**WHAT YOU WILL DO:** Print exactly those lines that run from the beginning of the data to the line bearing "pub const MAX_PRICE: Decimal", inclusive.

**AVAILABLE RECORDS:**

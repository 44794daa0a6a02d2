use rust_decimal::Decimal;

use super::{
    AddItemRequest, LoginRequest, Product, RegisterRequest, ValidationError, ValidationResult,
};

/// Trait for validating input models
pub trait Validate {
    fn validate(&self) -> ValidationResult<()>;
}

/// Validation constants
pub const MAX_PRODUCT_NAME_LENGTH: usize = 200;
pub const MAX_DESCRIPTION_LENGTH: usize = 1000;
pub const MAX_IMAGE_URL_LENGTH: usize = 500;
pub const MIN_PRICE: Decimal = Decimal::ZERO;
pub const MAX_PRICE: Decimal = Decimal::from_parts(99999999, 0, 0, false, 2); // 999999.99
pub const MIN_RATING: f32 = 0.0;
pub const MAX_RATING: f32 = 5.0;
pub const MAX_SESSION_ID_LENGTH: usize = 64;
pub const MAX_PRODUCT_ID_LENGTH: usize = 64;
pub const MAX_EMAIL_LENGTH: usize = 254;
pub const MAX_ACCOUNT_NAME_LENGTH: usize = 100;
pub const MAX_PASSWORD_LENGTH: usize = 128;

/// Quantity bounds for a single cart line. Mutations carrying a quantity
/// outside this range are ignored rather than reported as errors.
pub const MIN_LINE_QUANTITY: u32 = 1;
pub const MAX_LINE_QUANTITY: u32 = 999;

impl Validate for Product {
    fn validate(&self) -> ValidationResult<()> {
        validate_product_id(&self.id)?;
        validate_product_name(&self.name)?;
        validate_description(&self.description)?;
        validate_price(&self.price)?;
        validate_image(&self.image)?;
        if let Some(rating) = self.rating {
            validate_rating(rating)?;
        }
        Ok(())
    }
}

impl Validate for AddItemRequest {
    fn validate(&self) -> ValidationResult<()> {
        validate_product_id(&self.product_id)?;
        Ok(())
    }
}

impl Validate for RegisterRequest {
    fn validate(&self) -> ValidationResult<()> {
        validate_account_name(&self.name)?;
        validate_email(&self.email)?;
        validate_password(&self.password)?;
        Ok(())
    }
}

impl Validate for LoginRequest {
    fn validate(&self) -> ValidationResult<()> {
        validate_email(&self.email)?;
        validate_password(&self.password)?;
        Ok(())
    }
}

/// Whether a requested quantity falls inside the accepted line range.
/// Out-of-range values make the surrounding cart mutation a no-op.
pub fn quantity_in_range(quantity: i64) -> bool {
    quantity >= i64::from(MIN_LINE_QUANTITY) && quantity <= i64::from(MAX_LINE_QUANTITY)
}

/// Validate session ID format. Session IDs name files in the durable
/// mirror, so the character set is restricted to path-safe characters.
pub fn validate_session_id(session_id: &str) -> ValidationResult<()> {
    let trimmed = session_id.trim();

    if trimmed.is_empty() {
        return Err(ValidationError::RequiredField {
            field: "session_id".to_string(),
        });
    }

    if !trimmed
        .chars()
        .all(|c| c.is_alphanumeric() || c == '-' || c == '_')
    {
        return Err(ValidationError::InvalidFormat {
            field: "session_id".to_string(),
            expected:
                "Session ID must contain only alphanumeric characters, hyphens, and underscores"
                    .to_string(),
        });
    }

    if trimmed.len() > MAX_SESSION_ID_LENGTH {
        return Err(ValidationError::TooLong {
            field: "session_id".to_string(),
            max_length: MAX_SESSION_ID_LENGTH,
            actual_length: trimmed.len(),
        });
    }

    Ok(())
}

/// Validate product ID format
pub fn validate_product_id(product_id: &str) -> ValidationResult<()> {
    let trimmed = product_id.trim();

    if trimmed.is_empty() {
        return Err(ValidationError::RequiredField {
            field: "product_id".to_string(),
        });
    }

    if trimmed.len() > MAX_PRODUCT_ID_LENGTH {
        return Err(ValidationError::TooLong {
            field: "product_id".to_string(),
            max_length: MAX_PRODUCT_ID_LENGTH,
            actual_length: trimmed.len(),
        });
    }

    if trimmed.chars().any(|c| c.is_control() || c.is_whitespace()) {
        return Err(ValidationError::InvalidValue {
            field: "product_id".to_string(),
            value: product_id.to_string(),
            reason: "Contains whitespace or control characters".to_string(),
        });
    }

    Ok(())
}

/// Validate product name
pub fn validate_product_name(name: &str) -> ValidationResult<()> {
    let trimmed = name.trim();

    if trimmed.is_empty() {
        return Err(ValidationError::RequiredField {
            field: "product_name".to_string(),
        });
    }

    if trimmed.len() > MAX_PRODUCT_NAME_LENGTH {
        return Err(ValidationError::TooLong {
            field: "product_name".to_string(),
            max_length: MAX_PRODUCT_NAME_LENGTH,
            actual_length: trimmed.len(),
        });
    }

    if trimmed
        .chars()
        .any(|c| c.is_control() && c != '\n' && c != '\r' && c != '\t')
    {
        return Err(ValidationError::InvalidValue {
            field: "product_name".to_string(),
            value: name.to_string(),
            reason: "Contains invalid control characters".to_string(),
        });
    }

    Ok(())
}

/// Validate product description
pub fn validate_description(description: &str) -> ValidationResult<()> {
    let trimmed = description.trim();

    if trimmed.is_empty() {
        return Err(ValidationError::RequiredField {
            field: "product_description".to_string(),
        });
    }

    if trimmed.len() > MAX_DESCRIPTION_LENGTH {
        return Err(ValidationError::TooLong {
            field: "product_description".to_string(),
            max_length: MAX_DESCRIPTION_LENGTH,
            actual_length: trimmed.len(),
        });
    }

    Ok(())
}

/// Validate product price. Zero is allowed; prices are currency-agnostic
/// units with at most two decimal places.
pub fn validate_price(price: &Decimal) -> ValidationResult<()> {
    if *price < MIN_PRICE || *price > MAX_PRICE {
        return Err(ValidationError::OutOfRange {
            field: "product_price".to_string(),
            min: MIN_PRICE.to_string(),
            max: MAX_PRICE.to_string(),
            value: price.to_string(),
        });
    }

    if price.scale() > 2 {
        return Err(ValidationError::InvalidValue {
            field: "product_price".to_string(),
            value: price.to_string(),
            reason: "Price cannot have more than 2 decimal places".to_string(),
        });
    }

    Ok(())
}

/// Validate product image URL
pub fn validate_image(image: &str) -> ValidationResult<()> {
    let trimmed = image.trim();

    if trimmed.is_empty() {
        return Err(ValidationError::RequiredField {
            field: "product_image".to_string(),
        });
    }

    if trimmed.len() > MAX_IMAGE_URL_LENGTH {
        return Err(ValidationError::TooLong {
            field: "product_image".to_string(),
            max_length: MAX_IMAGE_URL_LENGTH,
            actual_length: trimmed.len(),
        });
    }

    Ok(())
}

/// Validate product rating
pub fn validate_rating(rating: f32) -> ValidationResult<()> {
    if !(MIN_RATING..=MAX_RATING).contains(&rating) {
        return Err(ValidationError::OutOfRange {
            field: "product_rating".to_string(),
            min: MIN_RATING.to_string(),
            max: MAX_RATING.to_string(),
            value: rating.to_string(),
        });
    }

    Ok(())
}

/// Validate account display name
pub fn validate_account_name(name: &str) -> ValidationResult<()> {
    let trimmed = name.trim();

    if trimmed.is_empty() {
        return Err(ValidationError::RequiredField {
            field: "name".to_string(),
        });
    }

    if trimmed.len() > MAX_ACCOUNT_NAME_LENGTH {
        return Err(ValidationError::TooLong {
            field: "name".to_string(),
            max_length: MAX_ACCOUNT_NAME_LENGTH,
            actual_length: trimmed.len(),
        });
    }

    Ok(())
}

/// Validate email format
pub fn validate_email(email: &str) -> ValidationResult<()> {
    let trimmed = email.trim();

    if trimmed.is_empty() {
        return Err(ValidationError::RequiredField {
            field: "email".to_string(),
        });
    }

    if trimmed.len() > MAX_EMAIL_LENGTH {
        return Err(ValidationError::TooLong {
            field: "email".to_string(),
            max_length: MAX_EMAIL_LENGTH,
            actual_length: trimmed.len(),
        });
    }

    let mut parts = trimmed.splitn(2, '@');
    let local = parts.next().unwrap_or("");
    let domain = parts.next().unwrap_or("");
    if local.is_empty() || domain.is_empty() || domain.contains('@') || trimmed.contains(' ') {
        return Err(ValidationError::InvalidFormat {
            field: "email".to_string(),
            expected: "local-part@domain".to_string(),
        });
    }

    Ok(())
}

/// Validate password
pub fn validate_password(password: &str) -> ValidationResult<()> {
    if password.is_empty() {
        return Err(ValidationError::RequiredField {
            field: "password".to_string(),
        });
    }

    if password.len() > MAX_PASSWORD_LENGTH {
        return Err(ValidationError::TooLong {
            field: "password".to_string(),
            max_length: MAX_PASSWORD_LENGTH,
            actual_length: password.len(),
        });
    }

    Ok(())
}

#[cfg(test)]
mod tests {
    use super::*;
    use rust_decimal_macros::dec;

    #[test]
    fn test_quantity_in_range() {
        assert!(quantity_in_range(1));
        assert!(quantity_in_range(50));
        assert!(quantity_in_range(i64::from(MAX_LINE_QUANTITY)));

        assert!(!quantity_in_range(0));
        assert!(!quantity_in_range(-1));
        assert!(!quantity_in_range(i64::from(MAX_LINE_QUANTITY) + 1));
    }

    #[test]
    fn test_validate_session_id() {
        // Valid IDs
        assert!(validate_session_id("session-123").is_ok());
        assert!(validate_session_id("a_B_9").is_ok());

        // Invalid IDs
        assert!(validate_session_id("").is_err());
        assert!(validate_session_id("   ").is_err());
        assert!(validate_session_id("../escape").is_err());
        assert!(validate_session_id("has space").is_err());
        assert!(validate_session_id(&"a".repeat(MAX_SESSION_ID_LENGTH + 1)).is_err());
    }

    #[test]
    fn test_validate_product_id() {
        assert!(validate_product_id("1").is_ok());
        assert!(validate_product_id("17").is_ok());
        assert!(validate_product_id("sku-123").is_ok());

        assert!(validate_product_id("").is_err());
        assert!(validate_product_id("bad id").is_err());
        assert!(validate_product_id(&"a".repeat(MAX_PRODUCT_ID_LENGTH + 1)).is_err());
    }

    #[test]
    fn test_validate_product_name() {
        assert!(validate_product_name("Wrist Pro Handle").is_ok());

        assert!(validate_product_name("").is_err());
        assert!(validate_product_name("   ").is_err());
        assert!(validate_product_name(&"a".repeat(MAX_PRODUCT_NAME_LENGTH + 1)).is_err());
        assert!(validate_product_name("Test\x00Handle").is_err());
    }

    #[test]
    fn test_validate_price() {
        // Zero is a legal price
        assert!(validate_price(&dec!(0.00)).is_ok());
        assert!(validate_price(&dec!(1899.99)).is_ok());

        assert!(validate_price(&dec!(-1.00)).is_err());
        assert!(validate_price(&dec!(1000000.00)).is_err());
        assert!(validate_price(&dec!(9.999)).is_err()); // Too many decimal places
    }

    #[test]
    fn test_validate_rating() {
        assert!(validate_rating(0.0).is_ok());
        assert!(validate_rating(4.5).is_ok());
        assert!(validate_rating(5.0).is_ok());

        assert!(validate_rating(-0.1).is_err());
        assert!(validate_rating(5.1).is_err());
    }

    #[test]
    fn test_validate_email() {
        assert!(validate_email("user@example.com").is_ok());

        assert!(validate_email("").is_err());
        assert!(validate_email("no-at-sign").is_err());
        assert!(validate_email("@example.com").is_err());
        assert!(validate_email("user@").is_err());
        assert!(validate_email("user name@example.com").is_err());
    }

    #[test]
    fn test_add_item_request_validation() {
        let valid_request = AddItemRequest {
            product_id: "1".to_string(),
            quantity: 2,
            size: crate::models::SizeVariant::Standard,
        };
        assert!(valid_request.validate().is_ok());

        let invalid_request = AddItemRequest {
            product_id: "".to_string(),
            quantity: 2,
            size: crate::models::SizeVariant::Standard,
        };
        assert!(invalid_request.validate().is_err());
    }

    #[test]
    fn test_register_request_validation() {
        let valid_request = RegisterRequest {
            name: "Jo Boer".to_string(),
            email: "jo@example.com".to_string(),
            password: "secret".to_string(),
        };
        assert!(valid_request.validate().is_ok());

        let invalid_request = RegisterRequest {
            email: "not-an-email".to_string(),
            ..valid_request
        };
        assert!(invalid_request.validate().is_err());
    }
}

**OUTPUT FOR THIS TASK:**
repository 44794daa0a6a02d2
use rust_decimal::Decimal;

use super::{
    AddItemRequest, LoginRequest, Product, RegisterRequest, ValidationError, ValidationResult,
};

/// Trait for validating input models
pub trait Validate {
    fn validate(&self) -> ValidationResult<()>;
}

/// Validation constants
pub const MAX_PRODUCT_NAME_LENGTH: usize = 200;
pub const MAX_DESCRIPTION_LENGTH: usize = 1000;
pub const MAX_IMAGE_URL_LENGTH: usize = 500;
pub const MIN_PRICE: Decimal = Decimal::ZERO;
pub const MAX_PRICE: Decimal = Decimal::from_parts(99999999, 0, 0, false, 2); // 999999.99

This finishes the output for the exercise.